Download or read book Assessing Student Outcomes Why Who What How written by J. Fredericks Volkwein and published by John Wiley & Sons. This book was released on 2011-11-22 with total page 158 pages. Available in PDF, EPUB and Kindle. Book excerpt: This volume offers administrators and practitioners a summary guide to assessment in higher education, from the reasons for undertaking assessment to the delivery of findings. It opens with the questions that precede an effective study and drive research design: To what extent is the study aimed at educational improvement, and to what extent is it aimed at external accountability? Are the results expected to demonstrate goal attainment, improvement, comparison to others, meeting standards, cost-effective investment? What is the population from whom assessment data are being collected: Are we measuring the knowledge and skills of individuals and making decisions about their remediation, certification, or development? Or are we sampling from particular groups of students and comparing them to each other, or perhaps to themselves over time? The core of the volume is devoted to the objects of assessment: basic skills, general education knowledge, attainment in the major, personal growth, attitudes and satisfaction, and alumni outcomes, keeping in mind both cognitive and noncognitive measures. One chapter describes common obstacles to effective assessment; others describe conceptual models, research methods, and data collection strategies and instruments. The concluding chapter underscores the importance of communicating research results effectively. This is a special volume of the Jossey-Bass higher education quarterly report series New Directions for Institutional Research. Always timely and comprehensive, New Directions for Institutional Research provides planners and administrators in all types of academic institutions with guidelines in such areas as resource coordination, information analysis, program evaluation, and institutional management.

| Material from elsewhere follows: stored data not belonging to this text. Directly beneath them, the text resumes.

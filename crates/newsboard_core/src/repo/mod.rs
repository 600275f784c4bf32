//! Repository layer: SQL per resource kind.
//!
//! # Responsibility
//! - Issue parameterized statements against the board store.
//! - Report semantic misses (`NotFound`) separately from store failures.
//!
//! # Invariants
//! - No caller-supplied text is ever spliced into SQL; only static
//!   identifiers from allow-lists are formatted into statements.
//! - Repositories never pre-check existence before a write; affected-row
//!   counts decide `NotFound`.

use crate::db::DbError;
use std::error::Error;
use std::fmt::{Display, Formatter};

pub mod article_repo;
pub mod comment_repo;
pub mod mutation;
pub mod topic_repo;
pub mod user_repo;

pub type RepoResult<T> = Result<T, RepoError>;

/// Error raised by repository operations.
#[derive(Debug)]
pub enum RepoError {
    /// Store-level failure, classified later by [`crate::error`].
    Db(DbError),
    /// The targeted (or filtered) slice of a resource does not exist.
    NotFound {
        resource: &'static str,
        key: String,
    },
    /// A persisted row cannot be decoded into its read model.
    InvalidData(String),
}

impl RepoError {
    pub(crate) fn not_found(resource: &'static str, key: impl ToString) -> Self {
        Self::NotFound {
            resource,
            key: key.to_string(),
        }
    }
}

impl Display for RepoError {
    fn fmt(&self, f: &mut Formatter<'_>) -> std::fmt::Result {
        match self {
            Self::Db(err) => write!(f, "{err}"),
            Self::NotFound { resource, key } => write!(f, "{resource} not found: {key}"),
            Self::InvalidData(message) => write!(f, "invalid persisted data: {message}"),
        }
    }
}

impl Error for RepoError {
    fn source(&self) -> Option<&(dyn Error + 'static)> {
        match self {
            Self::Db(err) => Some(err),
            Self::NotFound { .. } => None,
            Self::InvalidData(_) => None,
        }
    }
}

impl From<DbError> for RepoError {
    fn from(value: DbError) -> Self {
        Self::Db(value)
    }
}

impl From<rusqlite::Error> for RepoError {
    fn from(value: rusqlite::Error) -> Self {
        Self::Db(DbError::Sqlite(value))
    }
}
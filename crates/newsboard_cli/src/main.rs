//! CLI smoke entry point.
//!
//! # Responsibility
//! - Open the configured board database and report what it holds.
//! - Keep output deterministic for quick local sanity checks.

use newsboard_core::{
    core_version, response, ApiResult, ArticleListParams, ArticleService, CommentService,
    CoreConfig, ErrorKind, SqliteArticleRepository, SqliteCommentRepository,
    SqliteTopicRepository, SqliteUserRepository, TopicService, UserService,
};
use std::process::ExitCode;

fn main() -> ExitCode {
    match run() {
        Ok(()) => ExitCode::SUCCESS,
        Err(err) => {
            eprintln!("newsboard error={err}");
            ExitCode::FAILURE
        }
    }
}

fn run() -> Result<(), Box<dyn std::error::Error>> {
    println!("newsboard_core version={}", core_version());

    let config = CoreConfig::from_env()?;
    if config.init_logging()? {
        log::info!("event=cli_start module=cli status=ok");
    }

    let conn = config.open_db()?;
    println!("db_path={}", config.db_path.display());

    let topics = TopicService::new(SqliteTopicRepository::new(&conn)).list_topics()?;
    let users = UserService::new(SqliteUserRepository::new(&conn)).list_users()?;
    println!("topics={}", topics.len());
    if !topics.is_empty() {
        println!("topics_body={}", response::many(&topics)?);
    }
    println!("users={}", users.len());

    let articles = empty_if_not_found(
        ArticleService::new(SqliteArticleRepository::new(&conn))
            .list_articles(&ArticleListParams::default()),
    )?;
    println!("articles={}", articles.len());

    let comments = CommentService::new(SqliteCommentRepository::new(&conn));
    let mut comment_total = 0;
    for article in &articles {
        let listed = empty_if_not_found(
            comments.list_comments_for_article(&article.article_id.to_string()),
        )?;
        comment_total += listed.len();
    }
    println!("comments={comment_total}");

    Ok(())
}

/// Empty listings are `NotFound` at the service level; count them as zero.
fn empty_if_not_found<T>(listed: ApiResult<Vec<T>>) -> ApiResult<Vec<T>> {
    match listed {
        Err(err) if err.kind() == ErrorKind::NotFound => Ok(Vec::new()),
        other => other,
    }
}

#[cfg(test)]
mod tests {
    use super::empty_if_not_found;
    use newsboard_core::{ApiError, ErrorKind};

    #[test]
    fn not_found_listing_counts_as_empty() {
        let listed = empty_if_not_found::<u8>(Err(ApiError::not_found("no articles found")));
        assert_eq!(listed.unwrap(), Vec::<u8>::new());
    }

    #[test]
    fn other_failures_are_not_swallowed() {
        let err = empty_if_not_found::<u8>(Err(ApiError::server_error())).unwrap_err();
        assert_eq!(err.kind(), ErrorKind::ServerError);

        let err = empty_if_not_found::<u8>(Err(ApiError::bad_request("bad"))).unwrap_err();
        assert_eq!(err.kind(), ErrorKind::BadRequest);
    }

    #[test]
    fn successful_listing_passes_through() {
        assert_eq!(empty_if_not_found(Ok(vec![1, 2])).unwrap(), vec![1, 2]);
    }
}
//! SQLite store bootstrap for the board dataset.
//!
//! # Responsibility
//! - Open and configure connections for the resource engine.
//! - Apply schema migrations before any repository touches data.
//!
//! # Invariants
//! - Every connection handed out has `foreign_keys=ON`, so referential
//!   violations surface as store errors.
//! - Tables are `STRICT`; wrong-typed literals are rejected by the store.

use std::error::Error;
use std::fmt::{Display, Formatter};

pub mod migrations;
mod open;

pub use open::{open_db, open_db_in_memory};

pub type DbResult<T> = Result<T, DbError>;

/// Failure while opening, configuring or migrating the store.
#[derive(Debug)]
pub enum DbError {
    Sqlite(rusqlite::Error),
    /// The file was written by a newer build; it is left untouched.
    SchemaTooNew { found: u32, supported: u32 },
}

impl DbError {
    /// Returns the underlying SQLite error, when there is one.
    pub fn as_sqlite(&self) -> Option<&rusqlite::Error> {
        match self {
            Self::Sqlite(err) => Some(err),
            Self::SchemaTooNew { .. } => None,
        }
    }
}

impl Display for DbError {
    fn fmt(&self, f: &mut Formatter<'_>) -> std::fmt::Result {
        match self {
            Self::Sqlite(err) => write!(f, "store failure: {err}"),
            Self::SchemaTooNew { found, supported } => write!(
                f,
                "board schema v{found} is ahead of this build (max v{supported})"
            ),
        }
    }
}

impl Error for DbError {
    fn source(&self) -> Option<&(dyn Error + 'static)> {
        self.as_sqlite().map(|err| err as &(dyn Error + 'static))
    }
}

impl From<rusqlite::Error> for DbError {
    fn from(value: rusqlite::Error) -> Self {
        Self::Sqlite(value)
    }
}
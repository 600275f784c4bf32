#![allow(dead_code)]

use newsboard_core::db::open_db_in_memory;
use newsboard_core::{
    ArticleService, CommentService, SqliteArticleRepository, SqliteCommentRepository,
    SqliteTopicRepository, SqliteUserRepository, TopicService, UserService,
};
use rusqlite::{params, Connection};

pub const TOPICS: &[(&str, &str)] = &[
    ("mitch", "The man, the Mitch, the legend"),
    ("cats", "Not dogs"),
    ("paper", "what books are made of"),
];

pub const USERS: &[(&str, &str, Option<&str>)] = &[
    (
        "butter_bridge",
        "jonny",
        Some("https://www.healthytherapies.com/wp-content/uploads/2016/06/Lime3.jpg"),
    ),
    (
        "icellusedkars",
        "sam",
        Some("https://avatars2.githubusercontent.com/u/24604688?s=460&v=4"),
    ),
    ("rogersop", "paul", None),
    ("lurker", "do_nothing", None),
];

/// `(article_id, title, topic, author, created_at, votes)`
pub const ARTICLES: &[(i64, &str, &str, &str, i64, i64)] = &[
    (1, "Living in the shadow of a great man", "mitch", "butter_bridge", 1_594_329_060_000, 100),
    (2, "Sony Vaio; or, The Laptop", "mitch", "icellusedkars", 1_602_828_180_000, 0),
    (3, "Eight pug gifs that remind me of mitch", "mitch", "icellusedkars", 1_604_394_720_000, 0),
    (4, "Student SUES Mitch!", "mitch", "rogersop", 1_588_731_240_000, 0),
    (5, "UNCOVERED: catspiracy to bring down democracy", "cats", "rogersop", 1_596_464_040_000, 0),
    (6, "A", "mitch", "icellusedkars", 1_603_140_900_000, 0),
    (7, "Z", "mitch", "icellusedkars", 1_578_406_080_000, 0),
    (8, "Does Mitch predate civilisation?", "cats", "butter_bridge", 1_600_000_000_000, 5),
];

/// `(comment_id, article_id, author, votes, created_at)`
pub const COMMENTS: &[(i64, i64, &str, i64, i64)] = &[
    (1, 1, "butter_bridge", 16, 1_586_179_020_000),
    (2, 1, "icellusedkars", 14, 1_604_113_380_000),
    (3, 1, "icellusedkars", 100, 1_583_025_180_000),
    (4, 1, "butter_bridge", -100, 1_584_205_320_000),
    (5, 3, "icellusedkars", 0, 1_600_560_600_000),
    (6, 3, "butter_bridge", 10, 1_605_212_360_000),
    (7, 5, "rogersop", 0, 1_591_438_200_000),
    (8, 5, "butter_bridge", 3, 1_590_000_000_000),
    (9, 6, "icellusedkars", 1, 1_606_000_000_000),
    (10, 8, "lurker", 0, 1_601_000_000_000),
    (11, 8, "lurker", 2, 1_601_000_005_000),
];

pub const ARTICLE_IMG_URL: &str =
    "https://images.pexels.com/photos/158651/news-newsletter-newspaper-information-158651.jpeg?w=700&h=700";

/// Opens a migrated in-memory database loaded with the fixture rows.
pub fn seeded_db() -> Connection {
    let conn = open_db_in_memory().unwrap();

    for (slug, description) in TOPICS {
        conn.execute(
            "INSERT INTO topics (slug, description) VALUES (?1, ?2);",
            params![slug, description],
        )
        .unwrap();
    }
    for (username, name, avatar_url) in USERS {
        conn.execute(
            "INSERT INTO users (username, name, avatar_url) VALUES (?1, ?2, ?3);",
            params![username, name, avatar_url],
        )
        .unwrap();
    }
    for (id, title, topic, author, created_at, votes) in ARTICLES {
        conn.execute(
            "INSERT INTO articles
                (article_id, title, topic, author, body, created_at, votes, article_img_url)
             VALUES (?1, ?2, ?3, ?4, ?5, ?6, ?7, ?8);",
            params![
                id,
                title,
                topic,
                author,
                format!("body of article {id}"),
                created_at,
                votes,
                ARTICLE_IMG_URL
            ],
        )
        .unwrap();
    }
    for (id, article_id, author, votes, created_at) in COMMENTS {
        conn.execute(
            "INSERT INTO comments (comment_id, body, article_id, author, votes, created_at)
             VALUES (?1, ?2, ?3, ?4, ?5, ?6);",
            params![
                id,
                format!("comment {id}"),
                article_id,
                author,
                votes,
                created_at
            ],
        )
        .unwrap();
    }

    conn
}

/// Number of fixture comments attached to `article_id`.
pub fn fixture_comment_count(article_id: i64) -> i64 {
    COMMENTS
        .iter()
        .filter(|(_, parent, _, _, _)| *parent == article_id)
        .count() as i64
}

pub fn max_article_id() -> i64 {
    ARTICLES.iter().map(|(id, ..)| *id).max().unwrap_or(0)
}

pub fn articles(conn: &Connection) -> ArticleService<SqliteArticleRepository<'_>> {
    ArticleService::new(SqliteArticleRepository::new(conn))
}

pub fn comments(conn: &Connection) -> CommentService<SqliteCommentRepository<'_>> {
    CommentService::new(SqliteCommentRepository::new(conn))
}

pub fn topics(conn: &Connection) -> TopicService<SqliteTopicRepository<'_>> {
    TopicService::new(SqliteTopicRepository::new(conn))
}

pub fn users(conn: &Connection) -> UserService<SqliteUserRepository<'_>> {
    UserService::new(SqliteUserRepository::new(conn))
}

pub fn count_rows(conn: &Connection, table: &str) -> i64 {
    conn.query_row(&format!("SELECT COUNT(*) FROM {table};"), [], |row| {
        row.get(0)
    })
    .unwrap()
}
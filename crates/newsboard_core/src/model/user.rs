//! User records.

use crate::model::Resource;
use serde::{Deserialize, Serialize};

/// Board member; `username` is the identity other records reference.
#[derive(Debug, Clone, PartialEq, Eq, Serialize, Deserialize)]
pub struct User {
    pub username: String,
    pub name: String,
    pub avatar_url: Option<String>,
}

impl Resource for User {
    const SINGULAR: &'static str = "user";
    const PLURAL: &'static str = "users";
}
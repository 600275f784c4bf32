//! Topic records.

use crate::error::ApiResult;
use crate::model::Resource;
use crate::validate::FieldSpec;
use serde::{Deserialize, Serialize};
use serde_json::Value;

#[derive(Debug, Clone, PartialEq, Eq, Serialize, Deserialize)]
pub struct Topic {
    pub slug: String,
    pub description: String,
}

impl Resource for Topic {
    const SINGULAR: &'static str = "topic";
    const PLURAL: &'static str = "topics";
}

/// Input for creating a topic.
#[derive(Debug, Clone, PartialEq, Eq)]
pub struct NewTopic {
    pub slug: String,
    pub description: String,
}

impl NewTopic {
    pub const FIELDS: FieldSpec = FieldSpec {
        entity: "topic",
        required: &["slug", "description"],
        optional: &[],
    };

    pub fn from_payload(payload: &Value) -> ApiResult<Self> {
        let mut fields = Self::FIELDS.extract(payload)?;
        Ok(Self {
            slug: fields.take_required("slug")?,
            description: fields.take_required("description")?,
        })
    }
}
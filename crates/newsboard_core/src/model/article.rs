//! Article records.
//!
//! # Invariants
//! - `comment_count` is derived at read time and is `0`, never absent, for
//!   articles without comments.
//! - `created_at` is epoch milliseconds assigned by the store and never
//!   rewritten.

use crate::error::ApiResult;
use crate::model::Resource;
use crate::validate::FieldSpec;
use serde::{Deserialize, Serialize};
use serde_json::Value;

pub type ArticleId = i64;

/// Image used when an article is created without one.
pub const DEFAULT_ARTICLE_IMG_URL: &str =
    "https://images.pexels.com/photos/97050/pexels-photo-97050.jpeg?w=700&h=700";

/// Full article including body, as returned by single-article lookups.
#[derive(Debug, Clone, PartialEq, Eq, Serialize, Deserialize)]
pub struct Article {
    pub article_id: ArticleId,
    pub title: String,
    pub topic: String,
    pub author: String,
    pub body: String,
    pub created_at: i64,
    pub votes: i64,
    pub article_img_url: String,
    pub comment_count: i64,
}

impl Resource for Article {
    const SINGULAR: &'static str = "article";
    const PLURAL: &'static str = "articles";
}

/// Listing row: everything but the body.
#[derive(Debug, Clone, PartialEq, Eq, Serialize, Deserialize)]
pub struct ArticleSummary {
    pub article_id: ArticleId,
    pub title: String,
    pub topic: String,
    pub author: String,
    pub created_at: i64,
    pub votes: i64,
    pub article_img_url: String,
    pub comment_count: i64,
}

impl Resource for ArticleSummary {
    const SINGULAR: &'static str = "article";
    const PLURAL: &'static str = "articles";
}

/// Input for creating an article.
#[derive(Debug, Clone, PartialEq, Eq)]
pub struct NewArticle {
    pub author: String,
    pub title: String,
    pub body: String,
    pub topic: String,
    pub article_img_url: String,
}

impl NewArticle {
    pub const FIELDS: FieldSpec = FieldSpec {
        entity: "article",
        required: &["author", "title", "body", "topic"],
        optional: &["article_img_url"],
    };

    /// Builds the insert input, substituting [`DEFAULT_ARTICLE_IMG_URL`]
    /// when no image is given.
    pub fn from_payload(payload: &Value) -> ApiResult<Self> {
        let mut fields = Self::FIELDS.extract(payload)?;
        Ok(Self {
            author: fields.take_required("author")?,
            title: fields.take_required("title")?,
            body: fields.take_required("body")?,
            topic: fields.take_required("topic")?,
            article_img_url: fields
                .take_optional("article_img_url")
                .unwrap_or_else(|| DEFAULT_ARTICLE_IMG_URL.to_string()),
        })
    }
}
//! Host configuration for the engine.
//!
//! # Responsibility
//! - Resolve database location and logging settings from the environment.
//! - Open the configured store.
//!
//! # Invariants
//! - Unset variables fall back to defaults; set-but-blank values are errors.

use crate::db::{open_db, DbResult};
use crate::logging::{default_log_level, init_logging, LoggingError};
use rusqlite::Connection;
use std::error::Error;
use std::fmt::{Display, Formatter};
use std::path::PathBuf;

pub const DB_PATH_VAR: &str = "NEWSBOARD_DB_PATH";
pub const LOG_LEVEL_VAR: &str = "NEWSBOARD_LOG_LEVEL";
pub const LOG_DIR_VAR: &str = "NEWSBOARD_LOG_DIR";

const DEFAULT_DB_FILE_NAME: &str = "newsboard.sqlite3";

#[derive(Debug, Clone, PartialEq, Eq)]
pub enum ConfigError {
    /// Variable is set but holds only whitespace.
    Blank(&'static str),
}

impl Display for ConfigError {
    fn fmt(&self, f: &mut Formatter<'_>) -> std::fmt::Result {
        match self {
            Self::Blank(var) => write!(f, "environment variable `{var}` is set but empty"),
        }
    }
}

impl Error for ConfigError {}

/// Resolved engine settings.
#[derive(Debug, Clone, PartialEq, Eq)]
pub struct CoreConfig {
    pub db_path: PathBuf,
    pub log_level: String,
    /// File logging is off when no directory is configured.
    pub log_dir: Option<PathBuf>,
}

impl CoreConfig {
    /// Reads settings from the process environment.
    pub fn from_env() -> Result<Self, ConfigError> {
        Self::from_lookup(|key| std::env::var(key).ok())
    }

    /// Builds settings from an arbitrary key lookup.
    pub fn from_lookup(lookup: impl Fn(&str) -> Option<String>) -> Result<Self, ConfigError> {
        let read = |var: &'static str| -> Result<Option<String>, ConfigError> {
            match lookup(var) {
                None => Ok(None),
                Some(value) if value.trim().is_empty() => Err(ConfigError::Blank(var)),
                Some(value) => Ok(Some(value.trim().to_string())),
            }
        };

        let db_path = read(DB_PATH_VAR)?
            .map(PathBuf::from)
            .unwrap_or_else(|| std::env::temp_dir().join(DEFAULT_DB_FILE_NAME));
        let log_level = read(LOG_LEVEL_VAR)?.unwrap_or_else(|| default_log_level().to_string());
        let log_dir = read(LOG_DIR_VAR)?.map(PathBuf::from);

        Ok(Self {
            db_path,
            log_level,
            log_dir,
        })
    }

    /// Starts file logging when a directory is configured.
    ///
    /// Returns whether logging was started.
    pub fn init_logging(&self) -> Result<bool, LoggingError> {
        match self.log_dir.as_deref() {
            Some(dir) => init_logging(&self.log_level, dir).map(|()| true),
            None => Ok(false),
        }
    }

    /// Opens and migrates the configured database.
    pub fn open_db(&self) -> DbResult<Connection> {
        open_db(&self.db_path)
    }
}
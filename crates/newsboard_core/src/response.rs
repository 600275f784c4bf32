//! Response body shapes handed to the transport layer.
//!
//! Collections go under the resource's plural key, single entities under
//! its singular key: `{"articles": [...]}`, `{"article": {...}}`.

use crate::model::Resource;
use serde::Serialize;
use serde_json::{Map, Value};

/// Wraps one entity under its singular key.
pub fn one<T: Resource + Serialize>(item: &T) -> serde_json::Result<Value> {
    wrap(T::SINGULAR, item)
}

/// Wraps a collection under its plural key.
pub fn many<T: Resource + Serialize>(items: &[T]) -> serde_json::Result<Value> {
    wrap(T::PLURAL, items)
}

fn wrap<T: Serialize + ?Sized>(key: &str, value: &T) -> serde_json::Result<Value> {
    let mut body = Map::new();
    body.insert(key.to_string(), serde_json::to_value(value)?);
    Ok(Value::Object(body))
}
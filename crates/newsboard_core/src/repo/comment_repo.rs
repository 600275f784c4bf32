//! Comment repository contract and SQLite implementation.
//!
//! # Invariants
//! - Comments for an article are listed newest first, ties by id.
//! - Vote changes return the row from the `UPDATE` itself.
//! - Inserts rely on the store's foreign keys to reject unknown articles
//!   and authors.

use crate::model::article::ArticleId;
use crate::model::comment::{Comment, CommentId, NewComment};
use crate::repo::mutation::{self, MutableTable};
use crate::repo::{RepoError, RepoResult};
use log::info;
use rusqlite::{params, Connection, OptionalExtension, Row};

const COMMENT_COLUMNS: &str = "comment_id, body, article_id, author, votes, created_at";

/// Repository interface for comments.
pub trait CommentRepository {
    fn list_for_article(&self, article_id: ArticleId) -> RepoResult<Vec<Comment>>;
    fn create_comment(&self, article_id: ArticleId, comment: &NewComment) -> RepoResult<Comment>;
    /// Applies a vote delta and returns the comment as the write left it.
    fn increment_votes(&self, id: CommentId, delta: i64) -> RepoResult<Comment>;
    fn delete_comment(&self, id: CommentId) -> RepoResult<()>;
}

/// SQLite-backed comment repository.
pub struct SqliteCommentRepository<'conn> {
    conn: &'conn Connection,
}

impl<'conn> SqliteCommentRepository<'conn> {
    pub fn new(conn: &'conn Connection) -> Self {
        Self { conn }
    }
}

impl CommentRepository for SqliteCommentRepository<'_> {
    fn list_for_article(&self, article_id: ArticleId) -> RepoResult<Vec<Comment>> {
        let mut stmt = self.conn.prepare(&format!(
            "SELECT {COMMENT_COLUMNS}
             FROM comments
             WHERE article_id = ?1
             ORDER BY created_at DESC, comment_id DESC;"
        ))?;
        let comments = stmt
            .query_map([article_id], parse_comment_row)?
            .collect::<rusqlite::Result<Vec<_>>>()?;
        Ok(comments)
    }

    fn create_comment(&self, article_id: ArticleId, comment: &NewComment) -> RepoResult<Comment> {
        let created = self.conn.query_row(
            &format!(
                "INSERT INTO comments (body, author, article_id)
                 VALUES (?1, ?2, ?3)
                 RETURNING {COMMENT_COLUMNS};"
            ),
            params![comment.body, comment.username, article_id],
            parse_comment_row,
        )?;
        info!(
            "event=comment_create module=repo status=ok comment_id={} article_id={article_id}",
            created.comment_id
        );
        Ok(created)
    }

    fn increment_votes(&self, id: CommentId, delta: i64) -> RepoResult<Comment> {
        let target = MutableTable::Comments;
        let updated = self
            .conn
            .query_row(
                &format!(
                    "{} RETURNING {COMMENT_COLUMNS};",
                    mutation::vote_statement(target)
                ),
                params![delta, id],
                parse_comment_row,
            )
            .optional()?
            .ok_or_else(|| RepoError::not_found(target.resource(), id))?;
        mutation::log_votes(target, id, delta);
        Ok(updated)
    }

    fn delete_comment(&self, id: CommentId) -> RepoResult<()> {
        mutation::delete_row(self.conn, MutableTable::Comments, id)
    }
}

fn parse_comment_row(row: &Row<'_>) -> rusqlite::Result<Comment> {
    Ok(Comment {
        comment_id: row.get("comment_id")?,
        body: row.get("body")?,
        article_id: row.get("article_id")?,
        author: row.get("author")?,
        votes: row.get("votes")?,
        created_at: row.get("created_at")?,
    })
}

Download or read book A Comprehensive Critique of Student Evaluation of Teaching written by Dennis E. Clayson and published by Routledge. This book was released on 2020-12-28 with total page 175 pages. Available in PDF, EPUB and Kindle. Book excerpt: This thought-provoking volume offers comprehensive analysis of contemporary research and literature on student evaluation of teaching (SET) in Higher Education. In evaluating data from fields including education, psychology, engineering, science, and business, this volume critically engages with the assumption that SET is a reliable and valid measure of effective teaching. Clayson navigates a range of cultural, social, and era-related factors including gender, grades, personality, student honesty, and halo effects to consider how these may impact on the accuracy and impartiality of student evaluations. Ultimately, he posits a “popularity hypothesis”, asserting that above all, SET measures instructor likability. While controversial, the hypothesis powerfully and persuasively draws on extensive and divergent literature to offer new and salient insights regarding the growing and potentially misleading phenomenon of SET. This topical and transdisciplinary book will be of great interest to researchers, faculty, and administrators in the fields of higher education management, administration, teaching and learning.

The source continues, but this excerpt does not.